Hasta que le prejubilaron, Herbie resistió gracias a los cafés de una máquina expendedora, con hormigas bajo las patas, que habían puesto en su oficina, pegada a la pared para tapar un desconchón. Llevaba veinte años casado y era un tipo tan gris que su única diversión consistía en cambiar de aburrimiento muy de tarde en tarde. Lo único destacable que figuraba en su currículum era una mancha de café que le cayó al papel el día que lo estaba rellenando. Al principio, durante los primeros años de matrimonio, su mujer había intentado cambiarle y hasta se esforzaba para lograr que se emocionaran juntos, siquiera los sábados por la noche, pero todo resultó inútil porque Herbie era triste como una fábrica abandonada. Entre las gentes de su entorno circulaba la leyenda de que se había negado a aprender a reír desde que, siendo adolescente, hizo un primer intento de esbozar una sonrisa y se le agrietaron los labios.

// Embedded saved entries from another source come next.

//! Tracing/logging initialization.
//!
//! `RUST_LOG` selects the filter (default `info`); `LOG_FORMAT=pretty` switches from
//! JSON lines to human-readable output for local runs.

use tracing_subscriber::EnvFilter;

#[derive(Debug, Clone, Copy, PartialEq, Eq, Default)]
pub enum LogFormat {
    #[default]
    Json,
    Pretty,
}

impl LogFormat {
    fn parse(raw: &str) -> Self {
        match raw.trim().to_ascii_lowercase().as_str() {
            "pretty" | "text" => LogFormat::Pretty,
            _ => LogFormat::Json,
        }
    }
}

#[derive(Debug, Clone, PartialEq, Eq)]
pub struct LogSettings {
    /// Filter directive used when `RUST_LOG` is unset or invalid.
    pub default_filter: String,
    pub format: LogFormat,
}

impl Default for LogSettings {
    fn default() -> Self {
        Self {
            default_filter: "info".to_string(),
            format: LogFormat::Json,
        }
    }
}

impl LogSettings {
    pub fn from_env() -> Self {
        Self {
            format: std::env::var("LOG_FORMAT")
                .map(|v| LogFormat::parse(&v))
                .unwrap_or_default(),
            ..Self::default()
        }
    }
}

/// Install the global subscriber. Later calls leave the first one in place.
pub fn init(settings: LogSettings) {
    let filter = EnvFilter::try_from_default_env()
        .unwrap_or_else(|_| EnvFilter::new(&settings.default_filter));

    let builder = tracing_subscriber::fmt()
        .with_env_filter(filter)
        .with_timer(tracing_subscriber::fmt::time::SystemTime);

    let _ = match settings.format {
        LogFormat::Json => builder.json().with_target(false).try_init(),
        LogFormat::Pretty => builder.pretty().try_init(),
    };
}
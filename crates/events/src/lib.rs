//! Command bus contract: the wire-level `Command`, the pluggable `CommandBroker`
//! transport, and an in-memory broker for tests/dev.

pub mod broker;
pub mod command;
pub mod in_memory_broker;

pub use broker::{BrokerError, BrokerHandler, CommandBroker, broker_handler};
pub use command::{CHANNEL_FIELD, Command, CommandDecodeError, RESERVED_FIELDS, reserved_key};
pub use in_memory_broker::InMemoryCommandBroker;
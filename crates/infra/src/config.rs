//! Configuration loading and representation.
//!
//! Every knob has a default, so an empty environment yields a working single-member
//! configuration. Values are read from `CLUSTER_*` environment variables.

use std::str::FromStr;
use std::time::Duration;

use serde::{Deserialize, Serialize};
use thiserror::Error;

use clustercmd_core::MemberId;

/// Response timeout used when neither the caller nor the configuration supplies one.
pub const DEFAULT_COMMAND_TIMEOUT: Duration = Duration::from_millis(2000);

#[derive(Debug, Error, Clone, PartialEq, Eq)]
pub enum ConfigError {
    #[error("invalid value for {key}: {value:?} ({reason})")]
    Invalid {
        key: &'static str,
        value: String,
        reason: String,
    },
}

/// Tailing broker settings.
#[derive(Debug, Clone, PartialEq, Eq, Serialize, Deserialize)]
#[serde(default)]
pub struct BrokerConfig {
    /// Maximum records kept by the capped store.
    pub max_records: usize,
    /// How long one tail poll waits for new records.
    pub poll_wait_ms: u64,
    /// Pause before reconnecting after a tail failure.
    pub reconnect_delay_ms: u64,
    /// ErrorsOverTime span for the reconnect loop.
    pub error_span: usize,
    /// ErrorsOverTime threshold for the reconnect loop.
    pub error_threshold_ms: u64,
}

impl Default for BrokerConfig {
    fn default() -> Self {
        Self {
            max_records: 10_000,
            poll_wait_ms: 500,
            reconnect_delay_ms: 250,
            error_span: 5,
            error_threshold_ms: 3000,
        }
    }
}

impl BrokerConfig {
    pub fn poll_wait(&self) -> Duration {
        Duration::from_millis(self.poll_wait_ms)
    }

    pub fn reconnect_delay(&self) -> Duration {
        Duration::from_millis(self.reconnect_delay_ms)
    }

    pub fn error_threshold(&self) -> Duration {
        Duration::from_millis(self.error_threshold_ms)
    }
}

/// Process-level cluster command configuration.
#[derive(Debug, Clone, Default, PartialEq, Eq, Serialize, Deserialize)]
#[serde(default)]
pub struct ClusterConfig {
    /// Registration key of this process. Generated when unset.
    pub member_id: Option<String>,
    /// Default response timeout for request/response commands.
    pub command_timeout_ms: Option<u64>,
    pub broker: BrokerConfig,
}

impl ClusterConfig {
    /// Load from the process environment.
    pub fn from_env() -> Result<Self, ConfigError> {
        Self::from_lookup(|key| std::env::var(key).ok())
    }

    /// Load using an arbitrary key lookup (tests pass a map here).
    pub fn from_lookup<F>(lookup: F) -> Result<Self, ConfigError>
    where
        F: Fn(&str) -> Option<String>,
    {
        let defaults = BrokerConfig::default();

        Ok(Self {
            member_id: lookup("CLUSTER_MEMBER_ID").filter(|v| !v.trim().is_empty()),
            command_timeout_ms: parse_opt(&lookup, "CLUSTER_COMMAND_TIMEOUT_MS")?,
            broker: BrokerConfig {
                max_records: parse_opt(&lookup, "CLUSTER_BROKER_MAX_RECORDS")?
                    .unwrap_or(defaults.max_records),
                poll_wait_ms: parse_opt(&lookup, "CLUSTER_BROKER_POLL_WAIT_MS")?
                    .unwrap_or(defaults.poll_wait_ms),
                reconnect_delay_ms: parse_opt(&lookup, "CLUSTER_BROKER_RECONNECT_DELAY_MS")?
                    .unwrap_or(defaults.reconnect_delay_ms),
                error_span: parse_opt(&lookup, "CLUSTER_BROKER_ERROR_SPAN")?
                    .unwrap_or(defaults.error_span),
                error_threshold_ms: parse_opt(&lookup, "CLUSTER_BROKER_ERROR_THRESHOLD_MS")?
                    .unwrap_or(defaults.error_threshold_ms),
            },
        })
    }

    /// This process's member id; a fresh one when not configured.
    pub fn member_id(&self) -> Result<MemberId, ConfigError> {
        match &self.member_id {
            Some(key) => MemberId::new(key.clone()).map_err(|e| ConfigError::Invalid {
                key: "CLUSTER_MEMBER_ID",
                value: key.clone(),
                reason: e.to_string(),
            }),
            None => Ok(MemberId::generate()),
        }
    }

    /// Configured default response timeout, if any.
    pub fn command_timeout(&self) -> Option<Duration> {
        self.command_timeout_ms.map(Duration::from_millis)
    }
}

fn parse_opt<F, T>(lookup: &F, key: &'static str) -> Result<Option<T>, ConfigError>
where
    F: Fn(&str) -> Option<String>,
    T: FromStr,
    T::Err: core::fmt::Display,
{
    match lookup(key) {
        None => Ok(None),
        Some(raw) if raw.trim().is_empty() => Ok(None),
        Some(raw) => raw
            .trim()
            .parse::<T>()
            .map(Some)
            .map_err(|e| ConfigError::Invalid {
                key,
                value: raw.clone(),
                reason: e.to_string(),
            }),
    }
}

#[cfg(test)]
mod tests {
    use std::collections::HashMap;

    use super::*;

    fn lookup(pairs: &[(&str, &str)]) -> impl Fn(&str) -> Option<String> {
        let map: HashMap<String, String> = pairs
            .iter()
            .map(|(k, v)| (k.to_string(), v.to_string()))
            .collect();
        move |key| map.get(key).cloned()
    }

    #[test]
    fn empty_environment_yields_defaults() {
        let cfg = ClusterConfig::from_lookup(lookup(&[])).unwrap();

        assert_eq!(cfg.broker, BrokerConfig::default());
        assert_eq!(cfg.command_timeout(), None);
        assert!(cfg.member_id().is_ok());
    }

    #[test]
    fn reads_overrides() {
        let cfg = ClusterConfig::from_lookup(lookup(&[
            ("CLUSTER_MEMBER_ID", "node-a"),
            ("CLUSTER_COMMAND_TIMEOUT_MS", "750"),
            ("CLUSTER_BROKER_MAX_RECORDS", "42"),
            ("CLUSTER_BROKER_ERROR_SPAN", "3"),
        ]))
        .unwrap();

        assert_eq!(cfg.member_id().unwrap().as_str(), "node-a");
        assert_eq!(cfg.command_timeout(), Some(Duration::from_millis(750)));
        assert_eq!(cfg.broker.max_records, 42);
        assert_eq!(cfg.broker.error_span, 3);
        assert_eq!(cfg.broker.poll_wait(), Duration::from_millis(500));
    }

    #[test]
    fn rejects_unparseable_numbers() {
        let err = ClusterConfig::from_lookup(lookup(&[("CLUSTER_BROKER_POLL_WAIT_MS", "soon")]))
            .unwrap_err();

        assert!(matches!(err, ConfigError::Invalid { key: "CLUSTER_BROKER_POLL_WAIT_MS", .. }));
    }
}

Herbie era un hombre invisible para la Humanidad. Nadie le habría echado de menos si el sudor de su primera fiebre infantil hubiera tenido el suficiente porcentaje de disolvente. Me consta que no tomó en toda su vida un solo café con hielo y –lo que me parece más grave todavía– estaba convencido de que Ray Charles era un príncipe inglés con orejas de soplillo que se había divorciado de un cadáver de rubia joven para casarse con otro cadáver de rubia; esta vez, de su edad.